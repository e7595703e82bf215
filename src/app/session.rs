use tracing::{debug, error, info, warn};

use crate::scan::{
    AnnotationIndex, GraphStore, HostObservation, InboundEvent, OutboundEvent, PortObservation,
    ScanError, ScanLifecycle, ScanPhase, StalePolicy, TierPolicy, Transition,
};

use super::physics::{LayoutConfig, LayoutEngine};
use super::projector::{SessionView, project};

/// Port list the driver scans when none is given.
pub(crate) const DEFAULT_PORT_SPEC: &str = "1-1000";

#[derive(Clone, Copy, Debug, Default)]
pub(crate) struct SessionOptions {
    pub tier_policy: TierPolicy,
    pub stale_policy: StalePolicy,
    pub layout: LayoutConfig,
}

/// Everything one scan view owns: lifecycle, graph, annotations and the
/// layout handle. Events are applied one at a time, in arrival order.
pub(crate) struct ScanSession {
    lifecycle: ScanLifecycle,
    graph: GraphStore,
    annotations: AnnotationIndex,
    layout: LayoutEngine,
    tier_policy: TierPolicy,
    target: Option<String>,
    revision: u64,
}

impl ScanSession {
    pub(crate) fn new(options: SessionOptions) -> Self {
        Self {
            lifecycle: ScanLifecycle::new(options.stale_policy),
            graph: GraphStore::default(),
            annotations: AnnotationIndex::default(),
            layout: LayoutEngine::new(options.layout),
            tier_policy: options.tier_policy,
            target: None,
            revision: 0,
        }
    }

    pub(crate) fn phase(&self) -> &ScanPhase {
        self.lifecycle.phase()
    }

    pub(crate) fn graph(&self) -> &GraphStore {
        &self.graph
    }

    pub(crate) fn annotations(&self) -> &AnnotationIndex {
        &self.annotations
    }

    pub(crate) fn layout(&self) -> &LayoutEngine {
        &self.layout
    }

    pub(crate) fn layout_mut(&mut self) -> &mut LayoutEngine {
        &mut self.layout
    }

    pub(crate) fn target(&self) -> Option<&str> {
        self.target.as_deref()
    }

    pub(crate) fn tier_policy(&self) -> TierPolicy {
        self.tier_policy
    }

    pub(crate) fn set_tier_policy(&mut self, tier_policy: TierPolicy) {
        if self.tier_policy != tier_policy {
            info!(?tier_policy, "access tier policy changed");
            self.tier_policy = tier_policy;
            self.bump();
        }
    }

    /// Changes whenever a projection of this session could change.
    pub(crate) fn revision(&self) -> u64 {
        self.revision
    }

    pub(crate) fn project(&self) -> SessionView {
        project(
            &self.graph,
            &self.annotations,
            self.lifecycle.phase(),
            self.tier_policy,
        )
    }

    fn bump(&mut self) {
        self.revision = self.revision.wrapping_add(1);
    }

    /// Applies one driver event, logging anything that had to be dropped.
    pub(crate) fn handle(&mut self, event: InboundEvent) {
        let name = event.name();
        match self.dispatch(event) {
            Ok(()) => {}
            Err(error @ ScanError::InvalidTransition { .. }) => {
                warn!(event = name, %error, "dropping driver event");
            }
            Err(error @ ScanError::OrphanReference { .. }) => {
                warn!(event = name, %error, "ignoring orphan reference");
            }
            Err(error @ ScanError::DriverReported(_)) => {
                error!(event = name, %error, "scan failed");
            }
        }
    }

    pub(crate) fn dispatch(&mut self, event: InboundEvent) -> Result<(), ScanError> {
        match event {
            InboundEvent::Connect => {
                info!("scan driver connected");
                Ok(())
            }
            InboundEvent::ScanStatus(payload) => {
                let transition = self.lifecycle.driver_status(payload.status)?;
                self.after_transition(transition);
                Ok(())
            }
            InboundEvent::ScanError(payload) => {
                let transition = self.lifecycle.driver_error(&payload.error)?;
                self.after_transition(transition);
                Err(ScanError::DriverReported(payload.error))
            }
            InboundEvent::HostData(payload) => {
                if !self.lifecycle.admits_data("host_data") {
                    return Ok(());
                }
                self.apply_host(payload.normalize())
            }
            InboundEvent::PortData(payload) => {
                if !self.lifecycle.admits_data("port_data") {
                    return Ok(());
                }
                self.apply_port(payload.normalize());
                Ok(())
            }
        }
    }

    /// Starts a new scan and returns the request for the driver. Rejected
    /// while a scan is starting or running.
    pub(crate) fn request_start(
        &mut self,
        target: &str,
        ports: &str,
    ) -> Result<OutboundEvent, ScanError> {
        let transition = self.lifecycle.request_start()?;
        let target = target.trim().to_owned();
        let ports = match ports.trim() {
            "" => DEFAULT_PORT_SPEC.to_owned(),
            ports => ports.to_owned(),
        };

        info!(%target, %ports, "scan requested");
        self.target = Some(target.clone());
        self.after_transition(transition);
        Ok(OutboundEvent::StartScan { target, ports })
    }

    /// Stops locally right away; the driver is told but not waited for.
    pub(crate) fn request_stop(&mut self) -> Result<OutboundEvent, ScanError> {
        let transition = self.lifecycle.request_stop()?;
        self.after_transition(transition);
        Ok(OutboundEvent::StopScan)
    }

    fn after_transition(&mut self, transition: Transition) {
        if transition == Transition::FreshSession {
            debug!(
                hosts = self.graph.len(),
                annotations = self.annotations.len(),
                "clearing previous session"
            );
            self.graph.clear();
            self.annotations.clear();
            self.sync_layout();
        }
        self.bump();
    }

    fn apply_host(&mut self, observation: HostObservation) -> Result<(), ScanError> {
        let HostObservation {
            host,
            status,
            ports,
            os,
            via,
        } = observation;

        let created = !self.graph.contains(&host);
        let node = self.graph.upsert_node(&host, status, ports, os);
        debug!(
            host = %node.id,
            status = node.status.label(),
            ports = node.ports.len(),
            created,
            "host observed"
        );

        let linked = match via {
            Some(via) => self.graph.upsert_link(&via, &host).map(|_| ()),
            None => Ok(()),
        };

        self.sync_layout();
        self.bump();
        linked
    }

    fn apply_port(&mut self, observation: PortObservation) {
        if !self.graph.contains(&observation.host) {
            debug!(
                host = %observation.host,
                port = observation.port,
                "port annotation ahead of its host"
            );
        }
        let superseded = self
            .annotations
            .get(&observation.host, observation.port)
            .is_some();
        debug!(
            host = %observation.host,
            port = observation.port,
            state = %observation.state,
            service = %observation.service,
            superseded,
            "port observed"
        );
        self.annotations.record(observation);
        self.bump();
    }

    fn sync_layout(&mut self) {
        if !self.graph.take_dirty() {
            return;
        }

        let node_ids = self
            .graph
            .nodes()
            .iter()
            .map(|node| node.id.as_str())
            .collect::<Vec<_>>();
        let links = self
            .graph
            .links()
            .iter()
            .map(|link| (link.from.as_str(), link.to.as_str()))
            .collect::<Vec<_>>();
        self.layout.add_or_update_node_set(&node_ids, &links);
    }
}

#### Work order:
Everything in the material should be repeated exactly as written.

#### Answer to the exercise:
repository e7595703e82bf215
filename src/app/session.rs
use tracing::{debug, error, info, warn};

use crate::scan::{
    AnnotationIndex, GraphStore, HostObservation, InboundEvent, OutboundEvent, PortObservation,
    ScanError, ScanLifecycle, ScanPhase, StalePolicy, TierPolicy, Transition,
};

use super::physics::{LayoutConfig, LayoutEngine};
use super::projector::{SessionView, project};

/// Port list the driver scans when none is given.
pub(crate) const DEFAULT_PORT_SPEC: &str = "1-1000";

#[derive(Clone, Copy, Debug, Default)]
pub(crate) struct SessionOptions {
    pub tier_policy: TierPolicy,
    pub stale_policy: StalePolicy,
    pub layout: LayoutConfig,
}

/// Everything one scan view owns: lifecycle, graph, annotations and the
/// layout handle. Events are applied one at a time, in arrival order.
pub(crate) struct ScanSession {
    lifecycle: ScanLifecycle,
    graph: GraphStore,
    annotations: AnnotationIndex,
    layout: LayoutEngine,
    tier_policy: TierPolicy,
    target: Option<String>,
    revision: u64,
}

impl ScanSession {
    pub(crate) fn new(options: SessionOptions) -> Self {
        Self {
            lifecycle: ScanLifecycle::new(options.stale_policy),
            graph: GraphStore::default(),
            annotations: AnnotationIndex::default(),
            layout: LayoutEngine::new(options.layout),
            tier_policy: options.tier_policy,
            target: None,
            revision: 0,
        }
    }

    pub(crate) fn phase(&self) -> &ScanPhase {
        self.lifecycle.phase()
    }

    pub(crate) fn graph(&self) -> &GraphStore {
        &self.graph
    }

    pub(crate) fn annotations(&self) -> &AnnotationIndex {
        &self.annotations
    }

    pub(crate) fn layout(&self) -> &LayoutEngine {
        &self.layout
    }

    pub(crate) fn layout_mut(&mut self) -> &mut LayoutEngine {
        &mut self.layout
    }

    pub(crate) fn target(&self) -> Option<&str> {
        self.target.as_deref()
    }

    pub(crate) fn tier_policy(&self) -> TierPolicy {
        self.tier_policy
    }

    pub(crate) fn set_tier_policy(&mut self, tier_policy: TierPolicy) {
        if self.tier_policy != tier_policy {
            info!(?tier_policy, "access tier policy changed");
            self.tier_policy = tier_policy;
            self.bump();
        }
    }

    /// Changes whenever a projection of this session could change.
    pub(crate) fn revision(&self) -> u64 {
        self.revision
    }

    pub(crate) fn project(&self) -> SessionView {
        project(
            &self.graph,
            &self.annotations,
            self.lifecycle.phase(),
            self.tier_policy,
        )
    }

    fn bump(&mut self) {
        self.revision = self.revision.wrapping_add(1);
    }

    /// Applies one driver event, logging anything that had to be dropped.
    pub(crate) fn handle(&mut self, event: InboundEvent) {
        let name = event.name();
        match self.dispatch(event) {
            Ok(()) => {}
            Err(error @ ScanError::InvalidTransition { .. }) => {
                warn!(event = name, %error, "dropping driver event");
            }
            Err(error @ ScanError::OrphanReference { .. }) => {
                warn!(event = name, %error, "ignoring orphan reference");
            }
            Err(error @ ScanError::DriverReported(_)) => {
                error!(event = name, %error, "scan failed");
            }
        }
    }

    pub(crate) fn dispatch(&mut self, event: InboundEvent) -> Result<(), ScanError> {
        match event {
            InboundEvent::Connect => {
                info!("scan driver connected");
                Ok(())
            }
            InboundEvent::ScanStatus(payload) => {
                let transition = self.lifecycle.driver_status(payload.status)?;
                self.after_transition(transition);
                Ok(())
            }
            InboundEvent::ScanError(payload) => {
                let transition = self.lifecycle.driver_error(&payload.error)?;
                self.after_transition(transition);
                Err(ScanError::DriverReported(payload.error))
            }
            InboundEvent::HostData(payload) => {
                if !self.lifecycle.admits_data("host_data") {
                    return Ok(());
                }
                self.apply_host(payload.normalize())
            }
            InboundEvent::PortData(payload) => {
                if !self.lifecycle.admits_data("port_data") {
                    return Ok(());
                }
                self.apply_port(payload.normalize());
                Ok(())
            }
        }
    }

    /// Starts a new scan and returns the request for the driver. Rejected
    /// while a scan is starting or running.
    pub(crate) fn request_start(
        &mut self,
        target: &str,
        ports: &str,
    ) -> Result<OutboundEvent, ScanError> {
        let transition = self.lifecycle.request_start()?;
        let target = target.trim().to_owned();
        let ports = match ports.trim() {
            "" => DEFAULT_PORT_SPEC.to_owned(),
            ports => ports.to_owned(),
        };

        info!(%target, %ports, "scan requested");
        self.target = Some(target.clone());
        self.after_transition(transition);
        Ok(OutboundEvent::StartScan { target, ports })
    }

    /// Stops locally right away; the driver is told but not waited for.
    pub(crate) fn request_stop(&mut self) -> Result<OutboundEvent, ScanError> {
        let transition = self.lifecycle.request_stop()?;
        self.after_transition(transition);
        Ok(OutboundEvent::StopScan)
    }

    fn after_transition(&mut self, transition: Transition) {
        if transition == Transition::FreshSession {
            debug!(
                hosts = self.graph.len(),
                annotations = self.annotations.len(),
                "clearing previous session"
            );
            self.graph.clear();
            self.annotations.clear();
            self.sync_layout();
        }
        self.bump();
    }

    fn apply_host(&mut self, observation: HostObservation) -> Result<(), ScanError> {
        let HostObservation {
            host,
            status,
            ports,
            os,
            via,
        } = observation;

        let created = !self.graph.contains(&host);
        let node = self.graph.upsert_node(&host, status, ports, os);
        debug!(
            host = %node.id,
            status = node.status.label(),
            ports = node.ports.len(),
            created,
            "host observed"
        );

        let linked = match via {
            Some(via) => self.graph.upsert_link(&via, &host).map(|_| ()),
            None => Ok(()),
        };

        self.sync_layout();
        self.bump();
        linked
    }

    fn apply_port(&mut self, observation: PortObservation) {
        if !self.graph.contains(&observation.host) {
            debug!(
                host = %observation.host,
                port = observation.port,
                "port annotation ahead of its host"
            );
        }
        let superseded = self
            .annotations
            .get(&observation.host, observation.port)
            .is_some();
        debug!(
            host = %observation.host,
            port = observation.port,
            state = %observation.state,
            service = %observation.service,
            superseded,
            "port observed"
        );
        self.annotations.record(observation);
        self.bump();
    }

    fn sync_layout(&mut self) {
        if !self.graph.take_dirty() {
            return;
        }

        let node_ids = self
            .graph
            .nodes()
            .iter()
            .map(|node| node.id.as_str())
            .collect::<Vec<_>>();
        let links = self
            .graph
            .links()
            .iter()
            .map(|link| (link.from.as_str(), link.to.as_str()))
            .collect::<Vec<_>>();
        self.layout.add_or_update_node_set(&node_ids, &links);
    }
}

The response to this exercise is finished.